(RECORDS begins)

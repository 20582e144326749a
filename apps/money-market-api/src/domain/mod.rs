//! Domain Layer
//!
//! The innermost layer containing business logic with zero infrastructure dependencies.
//!
//! # Bounded Contexts
//!
//! - [`rates`]: Per-block interest rate annualization
//! - [`markets`]: Supported money markets, the token allow-list and token amounts

pub mod markets;
pub mod rates;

(RECORDS ends)

From the line containing "filename apps/money-market-api/src/domain/mod.rs" to the final line of the entries, print every line exactly and nothing else.

RESULT OF THIS TASK
filename apps/money-market-api/src/domain/mod.rs
//! Domain Layer
//!
//! The innermost layer containing business logic with zero infrastructure dependencies.
//!
//! # Bounded Contexts
//!
//! - [`rates`]: Per-block interest rate annualization
//! - [`markets`]: Supported money markets, the token allow-list and token amounts

pub mod markets;
pub mod rates;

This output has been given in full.